Not only should one be swift to act to save others — but hesitation to act to save them is positively sinful.
“The energetic one is praiseworthy,” the sages say. If one delays action — for example, to consult a legal authority — the one “consulted is insulted, and the inquirer [becomes] a murderer.”
Our duties to rescue our fellow human beings are inescapable. The Jewish law of torts distinguishes between violations for which we have been forewarned and those otherwise. It is much worse to overstep the line between my neighbor’s property and my own if I have been warned of my trespass than if I haven’t. But when it comes to our duty to preserve innocent life, the rabbis say, “Man is always forewarned, whether [he acts] inadvertently or willfully under coercion or voluntarily, whether awake or sleep.”

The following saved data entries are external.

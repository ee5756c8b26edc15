//! Canonical identity of a finished artifact.
//!
//! The object key computed here is both the idempotency key probed before any
//! work starts and the destination the publisher uploads to. Every path, key
//! and URL for a task is derived from [`tile_folder`], so the probe, the local
//! output and the upload can never disagree.
//!
//! The read URL is assembled from the parts of the key's
//! [`object_store::path::Path`], the same encoded parts the publisher writes
//! under, so a name containing `#`, `?` or `%` addresses one object in both.

use crate::config::Config;
use crate::task::TaskDescriptor;
use anyhow::{anyhow, Context, Result};
use object_store::path::Path as ObjectPath;
use reqwest::Url;
use std::fmt;
use std::path::{Path, PathBuf};

/// Default key prefix under which lat/lon tiles are published.
pub const DEFAULT_KEY_PREFIX: &str = "latlon/v6";

/// Legacy token in Equi7 tile ids and its short replacement.
const LEGACY_ALIAS: (&str, &str) = ("extracont", "aa");

/// Normalize a target tile id for use as a path component.
///
/// Lowercases, turns `_` separators into `.`, and rewrites the legacy
/// `extracont` token to `aa`. Idempotent.
pub fn normalize_tile_id(tile_id: &str) -> String {
    tile_id
        .to_lowercase()
        .replace('_', ".")
        .replace(LEGACY_ALIAS.0, LEGACY_ALIAS.1)
}

/// Folder shared by the local output directory and the remote key:
/// `{source_tile_id}_{normalized_target_tile_id}`.
pub fn tile_folder(descriptor: &TaskDescriptor) -> String {
    format!(
        "{}_{}",
        descriptor.source_tile_id,
        normalize_tile_id(&descriptor.target_tile_id)
    )
}

/// Object key `{prefix}/{tile_folder}/{file_name}`.
pub fn artifact_key(prefix: &str, descriptor: &TaskDescriptor) -> String {
    let prefix = prefix.trim_matches('/');
    if prefix.is_empty() {
        format!("{}/{}", tile_folder(descriptor), descriptor.file_name)
    } else {
        format!("{}/{}/{}", prefix, tile_folder(descriptor), descriptor.file_name)
    }
}

/// Where a task's artifact lives, locally while in flight and remotely once done.
#[derive(Debug, Clone, PartialEq, Eq, Hash)]
pub struct ArtifactAddress {
    /// Object key within the bucket
    pub key: String,

    /// Public read URL probed for existence
    pub url: String,

    /// Task-unique local output file
    pub local_path: PathBuf,
}

impl ArtifactAddress {
    /// Location of the artifact inside the object store.
    pub fn store_path(&self) -> ObjectPath {
        ObjectPath::from(self.key.as_str())
    }
}

impl fmt::Display for ArtifactAddress {
    fn fmt(&self, f: &mut fmt::Formatter<'_>) -> fmt::Result {
        f.write_str(&self.key)
    }
}

/// Resolves descriptors to addresses. Pure; holds only static configuration.
#[derive(Debug, Clone)]
pub struct ArtifactResolver {
    key_prefix: String,
    read_base: Url,
    work_dir: PathBuf,
}

impl ArtifactResolver {
    /// Create a resolver for artifacts read back from `{read_base_url}/{bucket}`.
    ///
    /// # Errors
    /// Returns an error if `read_base_url` is not an absolute URL that can
    /// carry a path (`http://host:port` or `https://host/some/prefix`).
    pub fn new(
        key_prefix: impl Into<String>,
        read_base_url: &str,
        bucket: &str,
        work_dir: impl Into<PathBuf>,
    ) -> Result<Self> {
        let mut read_base =
            Url::parse(read_base_url).with_context(|| format!("Invalid read base URL '{}'", read_base_url))?;
        read_base
            .path_segments_mut()
            .map_err(|_| anyhow!("Read base URL '{}' cannot carry a path", read_base_url))?
            .pop_if_empty()
            .push(bucket);

        Ok(Self::with_read_base(key_prefix, read_base, work_dir))
    }

    fn with_read_base(key_prefix: impl Into<String>, read_base: Url, work_dir: impl Into<PathBuf>) -> Self {
        Self {
            key_prefix: key_prefix.into(),
            read_base,
            work_dir: work_dir.into(),
        }
    }

    /// Build the resolver for a configured store.
    ///
    /// A local store has no HTTP endpoint, so its addresses carry `file://`
    /// URLs pointing into the publish directory.
    pub fn from_config(config: &Config) -> Result<Self> {
        match &config.store.local_path {
            Some(dir) => {
                let dir = std::path::absolute(dir)
                    .with_context(|| format!("Failed to resolve local store path '{}'", dir))?;
                let read_base = Url::from_directory_path(&dir)
                    .map_err(|_| anyhow!("Local store path '{}' is not a directory path", dir.display()))?;
                Ok(Self::with_read_base(
                    config.store.key_prefix.clone(),
                    read_base,
                    config.processing.work_dir.clone(),
                ))
            }
            None => Self::new(
                config.store.key_prefix.clone(),
                &config.store.read_base_url(),
                &config.store.bucket,
                config.processing.work_dir.clone(),
            ),
        }
    }

    /// Canonical address of the artifact `descriptor` produces.
    pub fn resolve(&self, descriptor: &TaskDescriptor) -> ArtifactAddress {
        let key = artifact_key(&self.key_prefix, descriptor);

        let mut url = self.read_base.clone();
        // Always Ok: `new` and `from_config` only accept base URLs
        if let Ok(mut segments) = url.path_segments_mut() {
            segments
                .pop_if_empty()
                .extend(ObjectPath::from(key.as_str()).parts().map(|part| part.as_ref().to_owned()));
        }

        let local_path = self
            .work_dir
            .join(tile_folder(descriptor))
            .join(&descriptor.file_name);

        ArtifactAddress {
            key,
            url: url.into(),
            local_path,
        }
    }

    pub fn work_dir(&self) -> &Path {
        &self.work_dir
    }
}
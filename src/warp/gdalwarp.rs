//! `gdalwarp` argument construction.
//!
//! ## Fixed output grid
//!
//! Every output tile is WGS84 longitude/latitude at 0.00025° per pixel,
//! clipped to the task's bounding box. These are not configurable; only the
//! GeoTIFF storage options and GDAL cache size come from [`WarpConfig`].

use crate::config::WarpConfig;
use crate::task::TaskDescriptor;
use std::path::Path;

/// Output CRS handed to `-t_srs`.
pub const TARGET_SRS: &str = "+proj=longlat +datum=WGS84 +no_defs +type=crs";

/// Output pixel size in degrees, both axes.
pub const TARGET_RESOLUTION_DEG: f64 = 0.00025;

/// A fully specified external process invocation.
#[derive(Debug, Clone, PartialEq)]
pub struct WarpCommand {
    pub program: String,
    pub args: Vec<String>,
}

impl WarpCommand {
    /// Render as a shell-like string for logs.
    pub fn display(&self) -> String {
        let mut parts = Vec::with_capacity(self.args.len() + 1);
        parts.push(self.program.clone());
        for arg in &self.args {
            if arg.contains(' ') {
                parts.push(format!("\"{}\"", arg));
            } else {
                parts.push(arg.clone());
            }
        }
        parts.join(" ")
    }
}

/// Turn a catalog source path into something GDAL can stream from.
///
/// Remote rasters are read through GDAL's virtual file systems rather than
/// downloaded first.
///
/// # Returns
/// `/vsicurl/` for `http(s)://` URLs, `/vsis3/` for `s3://` URIs, and the
/// path unchanged otherwise (local files or paths already prefixed).
pub fn source_reference(source_path: &str) -> String {
    if source_path.starts_with("/vsi") {
        source_path.to_string()
    } else if let Some(rest) = source_path.strip_prefix("s3://") {
        format!("/vsis3/{}", rest)
    } else if source_path.starts_with("http://") || source_path.starts_with("https://") {
        format!("/vsicurl/{}", source_path)
    } else {
        source_path.to_string()
    }
}

/// Build the `gdalwarp` invocation for one task.
///
/// The target CRS, pixel size, extent and resampling method are fixed by the
/// descriptor; `config` only contributes storage and performance options.
///
/// # Arguments
/// * `config` - Executable, cache, tiling and compression settings
/// * `descriptor` - Source raster, extent and variable category
/// * `output` - Task-unique local output file
pub fn build_warp_command(config: &WarpConfig, descriptor: &TaskDescriptor, output: &Path) -> WarpCommand {
    let resolution = TARGET_RESOLUTION_DEG.to_string();
    let bbox = descriptor.bbox;

    let mut args: Vec<String> = vec![
        "-overwrite".into(),
        "-of".into(),
        "GTiff".into(),
        "-t_srs".into(),
        TARGET_SRS.into(),
        "-tr".into(),
        resolution.clone(),
        resolution,
        "-r".into(),
        descriptor.resampling_method().as_gdal_str().into(),
        "-te".into(),
        bbox.min_x.to_string(),
        bbox.min_y.to_string(),
        bbox.max_x.to_string(),
        bbox.max_y.to_string(),
        "--config".into(),
        "GDAL_CACHEMAX".into(),
        config.cache_max_mb.to_string(),
    ];

    let mut creation_options = vec![
        format!("BLOCKXSIZE={}", config.block_size),
        format!("BLOCKYSIZE={}", config.block_size),
        "TILED=YES".to_string(),
        format!("COMPRESS={}", config.compress),
        format!("PREDICTOR={}", config.predictor),
        format!("NUM_THREADS={}", config.num_threads),
    ];
    if config.big_tiff {
        creation_options.push("BIGTIFF=YES".to_string());
    }
    if config.sparse_ok {
        creation_options.push("SPARSE_OK=TRUE".to_string());
    }
    for option in creation_options {
        args.push("-co".into());
        args.push(option);
    }

    args.push(source_reference(&descriptor.source_path));
    args.push(output.to_string_lossy().into_owned());

    WarpCommand {
        program: config.gdalwarp_bin.clone(),
        args,
    }
}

As we go about our daily lives, we owe much of our security to those who protect us while we sleep. We do right to pray every week for the soldiers of the United States and the State of Israel and (let us keep in mind) of the other democracies as well. But as we pray for them, let us add a prayer for those secret soldiers who work in silence and shadow, and sometimes at even much more horrible risk, to protect the innocent.
In the Bible, it is God Himself who tells us what to think of these secret warriors. The spy Joshua goes on of course to lead the Hebrew nation. And of Caleb, Joshua’s partner, God says: “My servant Caleb, because he had another spirit with him, and hath followed me fully, him will I bring into the land whereinto he went; and his seed shall possess it.” God kept his promise. Caleb entered the Land of Israel at age 85, aged 25 years older than Joshua, the second oldest man allowed to enter. Caleb is uniquely granted his chosen portion of ground, Mount Hebron, according to Deuteronomy 1:36. Most significantly, God describes Caleb as “wholly following Me” six times in the course of the Torah — more than is said of anyone in the Jewish Bible, including Abraham or Moses.
A spy in the right cause serves the Lord more fully than any saint? It seems more than just a coincidence that we should be summoned to remember that insight as we read this weekend’s headlines.